**** TASK MATERIAL

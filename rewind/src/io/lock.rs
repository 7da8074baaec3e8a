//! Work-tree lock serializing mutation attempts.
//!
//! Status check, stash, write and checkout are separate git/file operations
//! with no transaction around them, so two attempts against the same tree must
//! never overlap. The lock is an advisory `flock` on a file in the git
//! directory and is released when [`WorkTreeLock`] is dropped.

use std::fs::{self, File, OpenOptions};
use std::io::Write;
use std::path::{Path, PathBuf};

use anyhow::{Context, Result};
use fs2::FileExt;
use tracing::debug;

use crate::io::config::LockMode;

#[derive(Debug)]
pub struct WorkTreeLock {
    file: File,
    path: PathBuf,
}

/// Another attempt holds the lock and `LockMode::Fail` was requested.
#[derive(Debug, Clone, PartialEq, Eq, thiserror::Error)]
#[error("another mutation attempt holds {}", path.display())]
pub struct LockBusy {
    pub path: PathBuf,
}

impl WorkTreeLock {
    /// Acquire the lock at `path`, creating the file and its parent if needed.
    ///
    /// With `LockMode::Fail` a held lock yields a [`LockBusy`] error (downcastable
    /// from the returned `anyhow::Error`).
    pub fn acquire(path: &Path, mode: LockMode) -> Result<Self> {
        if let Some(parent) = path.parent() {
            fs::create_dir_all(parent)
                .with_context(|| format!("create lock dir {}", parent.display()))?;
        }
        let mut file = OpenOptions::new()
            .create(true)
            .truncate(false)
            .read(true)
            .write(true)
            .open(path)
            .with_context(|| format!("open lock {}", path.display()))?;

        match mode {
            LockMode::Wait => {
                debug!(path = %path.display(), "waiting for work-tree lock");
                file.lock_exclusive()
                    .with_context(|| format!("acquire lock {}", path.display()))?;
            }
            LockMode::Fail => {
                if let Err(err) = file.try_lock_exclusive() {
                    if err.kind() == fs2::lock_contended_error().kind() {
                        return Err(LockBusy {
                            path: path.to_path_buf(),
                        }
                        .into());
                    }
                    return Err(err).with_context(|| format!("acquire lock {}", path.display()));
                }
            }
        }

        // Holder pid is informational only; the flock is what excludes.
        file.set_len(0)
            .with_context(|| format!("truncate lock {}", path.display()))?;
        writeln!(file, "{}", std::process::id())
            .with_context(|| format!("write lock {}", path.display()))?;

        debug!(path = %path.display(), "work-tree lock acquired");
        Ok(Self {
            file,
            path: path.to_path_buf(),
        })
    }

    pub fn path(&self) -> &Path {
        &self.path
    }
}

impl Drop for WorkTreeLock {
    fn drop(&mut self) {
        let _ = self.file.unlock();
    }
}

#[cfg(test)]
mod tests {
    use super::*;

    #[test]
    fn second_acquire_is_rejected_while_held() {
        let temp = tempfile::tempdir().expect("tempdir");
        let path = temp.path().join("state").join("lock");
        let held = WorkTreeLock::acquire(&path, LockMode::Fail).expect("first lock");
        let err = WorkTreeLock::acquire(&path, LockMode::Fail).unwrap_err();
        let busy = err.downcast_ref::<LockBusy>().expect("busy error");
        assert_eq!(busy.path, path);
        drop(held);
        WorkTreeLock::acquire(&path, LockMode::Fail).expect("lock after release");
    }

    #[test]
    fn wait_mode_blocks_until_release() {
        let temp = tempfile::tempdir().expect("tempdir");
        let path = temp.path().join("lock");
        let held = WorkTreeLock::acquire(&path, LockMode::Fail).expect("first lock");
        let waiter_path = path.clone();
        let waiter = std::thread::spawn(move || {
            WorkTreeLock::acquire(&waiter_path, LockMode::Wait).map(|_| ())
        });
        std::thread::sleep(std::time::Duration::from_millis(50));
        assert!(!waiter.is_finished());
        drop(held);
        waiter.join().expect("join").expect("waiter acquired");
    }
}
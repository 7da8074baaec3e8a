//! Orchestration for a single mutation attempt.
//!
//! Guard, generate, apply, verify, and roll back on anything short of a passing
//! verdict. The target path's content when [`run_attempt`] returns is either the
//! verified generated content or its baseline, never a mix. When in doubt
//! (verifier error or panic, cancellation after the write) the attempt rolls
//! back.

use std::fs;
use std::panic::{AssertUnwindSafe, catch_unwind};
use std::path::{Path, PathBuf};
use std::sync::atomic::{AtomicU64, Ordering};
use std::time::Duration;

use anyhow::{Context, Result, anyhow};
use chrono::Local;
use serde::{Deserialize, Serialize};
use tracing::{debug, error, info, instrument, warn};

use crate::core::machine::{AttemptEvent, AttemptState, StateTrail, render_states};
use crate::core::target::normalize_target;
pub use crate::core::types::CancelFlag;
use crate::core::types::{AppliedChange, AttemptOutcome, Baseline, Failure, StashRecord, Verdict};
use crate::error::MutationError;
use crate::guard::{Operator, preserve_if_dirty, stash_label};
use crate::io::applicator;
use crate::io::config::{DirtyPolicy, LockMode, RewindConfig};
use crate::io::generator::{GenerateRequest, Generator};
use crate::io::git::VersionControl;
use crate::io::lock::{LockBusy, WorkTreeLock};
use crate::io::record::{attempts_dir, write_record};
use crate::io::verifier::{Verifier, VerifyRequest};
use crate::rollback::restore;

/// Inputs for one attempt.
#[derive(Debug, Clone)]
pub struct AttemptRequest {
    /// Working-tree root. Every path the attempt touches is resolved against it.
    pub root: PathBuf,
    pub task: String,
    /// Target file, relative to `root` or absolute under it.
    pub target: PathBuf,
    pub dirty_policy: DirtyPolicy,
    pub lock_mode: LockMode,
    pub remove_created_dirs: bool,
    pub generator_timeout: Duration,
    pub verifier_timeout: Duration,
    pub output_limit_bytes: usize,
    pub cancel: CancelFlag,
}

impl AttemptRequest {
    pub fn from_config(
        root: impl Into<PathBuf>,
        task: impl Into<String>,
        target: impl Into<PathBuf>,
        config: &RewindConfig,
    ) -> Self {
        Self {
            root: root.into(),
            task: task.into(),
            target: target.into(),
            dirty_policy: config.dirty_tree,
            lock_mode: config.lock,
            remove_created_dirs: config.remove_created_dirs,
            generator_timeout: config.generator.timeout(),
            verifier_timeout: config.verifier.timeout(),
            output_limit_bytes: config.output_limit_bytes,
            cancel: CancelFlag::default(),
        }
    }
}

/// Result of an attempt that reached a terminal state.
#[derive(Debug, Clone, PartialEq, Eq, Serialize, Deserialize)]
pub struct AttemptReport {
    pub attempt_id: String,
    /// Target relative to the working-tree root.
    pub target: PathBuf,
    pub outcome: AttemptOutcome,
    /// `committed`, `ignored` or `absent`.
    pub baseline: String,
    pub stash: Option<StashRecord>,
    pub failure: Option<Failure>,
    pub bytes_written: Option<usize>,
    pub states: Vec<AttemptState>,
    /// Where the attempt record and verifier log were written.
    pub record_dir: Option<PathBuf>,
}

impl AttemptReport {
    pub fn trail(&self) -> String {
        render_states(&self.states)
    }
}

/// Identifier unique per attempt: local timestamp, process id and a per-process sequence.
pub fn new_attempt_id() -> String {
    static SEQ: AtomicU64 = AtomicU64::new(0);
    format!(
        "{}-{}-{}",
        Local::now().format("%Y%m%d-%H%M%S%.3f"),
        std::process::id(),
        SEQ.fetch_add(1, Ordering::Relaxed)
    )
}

********

- _ACTIVITY_
Look through the data and show every line containing "AttemptReport".

- _SOLVED EXERCISE_
pub struct AttemptReport {
impl AttemptReport {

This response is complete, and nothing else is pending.